Aucune main ne l’ayant
touché depuis tant d’années, ce fut donc comme une nouvelle première fois. Elle
crut défaillir quand un soir, la rejoignant dans la chambre redevenue commune,
il s’assit à ses côtés, et posa sur son bras sa main.
Lorsqu’il s’abandonna,
elle retint un cri. Il l’écrasait de tout son poids, elle suffoquait, mais
trouva assez de force pour poser sur sa nuque brûlante une main caressante en lui
murmurant:
« C’est bien.
Repose – toi, maintenant. »
Quand, quelques mois
plus tard, au terme d’une grossesse douloureuse elle le fit prévenir qu’elle
était partie à la maternité, il était à Guéret, auprès de ses électeurs.
Lorsqu’il arriva,
Suzanne reposait, gémissante, sous d’épaisses couvertures.
Il entra, précédé
d’une infirmière, le souffle coupé.
« Ma chère, dit
il en s’épongeant le front, ma chère… »
Elle eut à peine la
force de tourner vers lui son visage défait par la douleur, et parvint à
articuler.
« Soyez sans
crainte, mon ami. Tout s’est bien passé. Elles sont en vie.
-
Elles ? répondit il en écarquillant les yeux.
-
Oui mon ami »
L’infirmière avança
d’un pas, et se posta entre eux.
« Vous êtes père
de deux adorables filles, Monsieur. Je vais vous y conduire. »
4
Lorsqu’elle s’éveilla
de sa torpeur, elle se redécouvrit plus seule encore qu’elle l’avait jamais
été. Auguste était reparti, avec à chacun de ses deux bras chacune des petites.

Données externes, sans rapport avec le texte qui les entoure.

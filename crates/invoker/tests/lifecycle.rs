use async_trait::async_trait;
use sdk_invoker::docker::{ContainerInvoker, ContainerLauncher, RunSpec};
use sdk_models::{ImageConfig, ImageSpec, SdkError, Settings};
use std::sync::Arc;
use tokio::sync::Mutex;

/// Pretends to be the provisioned image: records the process each container
/// would run and exits with a code chosen from the arguments.
#[derive(Clone)]
pub struct FakeLauncher {
    pub image: ImageConfig,
    pub created: Arc<Mutex<Vec<RunSpec>>>,
    pub started: Arc<Mutex<Vec<String>>>,
    pub removed: Arc<Mutex<Vec<(String, bool)>>>,
    pub fail_start: bool,
}

impl FakeLauncher {
    pub fn new() -> Self {
        Self {
            image: ImageConfig {
                entrypoint: vec!["python3".into(), "/SwaggerToSdk.py".into()],
                cmd: vec![],
                env: vec![
                    "LANG=en_US.UTF-8".into(),
                    "LANGUAGE=en_US:en".into(),
                    "LC_ALL=en_US.UTF-8".into(),
                ],
                working_dir: Some("/git-restapi".into()),
            },
            created: Arc::new(Mutex::new(Vec::new())),
            started: Arc::new(Mutex::new(Vec::new())),
            removed: Arc::new(Mutex::new(Vec::new())),
            fail_start: false,
        }
    }

    pub async fn last_invocation(&self) -> Vec<String> {
        let spec = self.created.lock().await.last().cloned().expect("no create");
        self.image.invocation(&spec.args)
    }
}

#[async_trait]
impl ContainerLauncher for FakeLauncher {
    async fn create(&self, spec: RunSpec) -> anyhow::Result<String> {
        let mut created = self.created.lock().await;
        created.push(spec);
        Ok(format!("ctr-{}", created.len()))
    }
    async fn start(&self, container_id: &str) -> anyhow::Result<()> {
        if self.fail_start {
            anyhow::bail!("exec: \"python3\": executable file not found in $PATH");
        }
        self.started.lock().await.push(container_id.to_string());
        Ok(())
    }
    async fn wait(&self, _container_id: &str) -> anyhow::Result<i64> {
        let spec = self.created.lock().await.last().cloned().expect("no create");
        // argparse exits with 2 when the positional sdk_git_id is missing
        Ok(match spec.args.first().map(String::as_str) {
            Some("--help") => 0,
            None => 2,
            Some(_) => 1,
        })
    }
    async fn logs(&self, _container_id: &str) -> anyhow::Result<String> {
        Ok("usage: SwaggerToSdk.py [-h] sdk_git_id\n".to_string())
    }
    async fn remove(&self, container_id: &str, force: bool) -> anyhow::Result<()> {
        self.removed
            .lock()
            .await
            .push((container_id.to_string(), force));
        Ok(())
    }
    async fn inspect_image(&self, _image: &str) -> anyhow::Result<ImageConfig> {
        Ok(self.image.clone())
    }
}

fn spec() -> ImageSpec {
    ImageSpec::from(&Settings::default().image)
}

#[tokio::test]
async fn run_appends_arguments_to_entrypoint() {
    let launcher = FakeLauncher::new();
    let invoker = ContainerInvoker::new(Arc::new(launcher.clone()), "swagger-to-sdk");

    let run = invoker
        .run("swagger-to-sdk:latest", &["--help".to_string()])
        .await
        .unwrap();

    assert_eq!(run.exit_code, 0);
    assert_eq!(
        launcher.last_invocation().await,
        vec!["python3", "/SwaggerToSdk.py", "--help"]
    );
    assert!(run.logs.starts_with("usage:"));
}

#[tokio::test]
async fn run_without_arguments_uses_bare_entrypoint() {
    let launcher = FakeLauncher::new();
    let invoker = ContainerInvoker::new(Arc::new(launcher.clone()), "swagger-to-sdk");

    let run = invoker.run("swagger-to-sdk:latest", &[]).await.unwrap();

    assert_eq!(
        launcher.last_invocation().await,
        vec!["python3", "/SwaggerToSdk.py"]
    );
    // Exit code of the entrypoint is passed through untouched
    assert_eq!(run.exit_code, 2);
}

#[tokio::test]
async fn containers_are_removed_after_run() {
    let launcher = FakeLauncher::new();
    let invoker = ContainerInvoker::new(Arc::new(launcher.clone()), "swagger-to-sdk");

    let run = invoker
        .run("swagger-to-sdk:latest", &["Azure/azure-sdk-for-python".to_string()])
        .await
        .unwrap();

    assert_eq!(run.exit_code, 1);
    let removed = launcher.removed.lock().await.clone();
    assert_eq!(removed, vec![(run.container_id.clone(), true)]);

    let created = launcher.created.lock().await.clone();
    assert!(created[0].name.starts_with("swagger-to-sdk-"));
}

#[tokio::test]
async fn each_run_uses_a_fresh_container_and_keeps_argument_order() {
    let launcher = FakeLauncher::new();
    let invoker = ContainerInvoker::new(Arc::new(launcher.clone()), "swagger-to-sdk");
    let args = vec!["-v".to_string(), "Azure/azure-sdk-for-python".to_string()];

    invoker.run("swagger-to-sdk:latest", &args).await.unwrap();
    invoker.run("swagger-to-sdk:latest", &args).await.unwrap();

    let created = launcher.created.lock().await.clone();
    assert_eq!(created.len(), 2);
    assert_ne!(created[0].name, created[1].name);
    assert_eq!(created[1].args, args);
    assert_eq!(
        launcher.last_invocation().await,
        vec!["python3", "/SwaggerToSdk.py", "-v", "Azure/azure-sdk-for-python"]
    );
}

#[tokio::test]
async fn failed_start_is_launch_error() {
    let mut launcher = FakeLauncher::new();
    launcher.fail_start = true;
    let invoker = ContainerInvoker::new(Arc::new(launcher.clone()), "swagger-to-sdk");

    let err = invoker.run("swagger-to-sdk:latest", &[]).await.unwrap_err();

    match err {
        SdkError::DockerError { message } => assert!(message.contains("failed to launch")),
        other => panic!("unexpected error: {other}"),
    }
    assert_eq!(launcher.removed.lock().await.len(), 1);
    assert!(launcher.started.lock().await.is_empty());
}

#[tokio::test]
async fn verify_checks_locale_and_workdir() {
    let launcher = FakeLauncher::new();
    let invoker = ContainerInvoker::new(Arc::new(launcher.clone()), "swagger-to-sdk");
    let config = invoker.verify("swagger-to-sdk:latest", &spec()).await.unwrap();
    assert_eq!(config.env_value("LANGUAGE"), Some("en_US:en"));

    let mut broken = FakeLauncher::new();
    broken.image.working_dir = None;
    let invoker = ContainerInvoker::new(Arc::new(broken), "swagger-to-sdk");
    assert!(matches!(
        invoker.verify("swagger-to-sdk:latest", &spec()).await,
        Err(SdkError::ImageMismatch { .. })
    ));
}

L’infirmière, d’une voix neutre, lui apprit qu’il les avait enregistrées à
l’état civil.
« Ce qui veut
dire qu’il a choisi les prénoms ? », lui demanda Suzanne.
« Ah ça… »,
répondit-elle le regard fuyant. « Tenez, prenez plutôt votre
cachet ! »
Laure et Suzanne…
Lorsqu’il lui apprit
quels prénoms il leur avait donné, elle ne put retenir ses larmes, et il en fut
fortement agacé.
« S’il vous
plait, ma chère… », maugréa t-il en soufflant tel un taureau dans
l’enclos.
« Oh, mon ami
! », répéta t-elle en ne pouvant contrôler le flot.
Il dut se résigner, le
lendemain, à un second appel au registre des naissances, et user de tout son
pouvoir pour qu’un « e » se transforme en un « a ».
C’était le prix de la
tranquillité.
La petite Suzanne
devint, d’un trait de plume, Suzanna.
Ce fut la seule
compromission qu’il accepta jamais. Désormais père, il n’avait plus besoin
d’elle.
Une nourrice vint
s’immiscer dans l’alcôve, et ôta à Suzanne l’accès à sa progéniture. Cette
Marie Louise venue des îles fut un redoutable cerbère, grassement payée par
l’époux absent pour la tenir à distance des fillettes. C’était à peine si elle
pouvait passer plus d’une heure devant le berceau.
Seule Laure la
dévisageait lorsque, Marie Louise sortie, sa mère se penchait vers elle.
Suzanna semblait, quant à elle, ignorer sa présence, tétant désespérément son
pouce, recroquevillée.
Tout en consacrant un
temps infini à ses diverses affaires, Auguste fut dès le premier jour un père comblé.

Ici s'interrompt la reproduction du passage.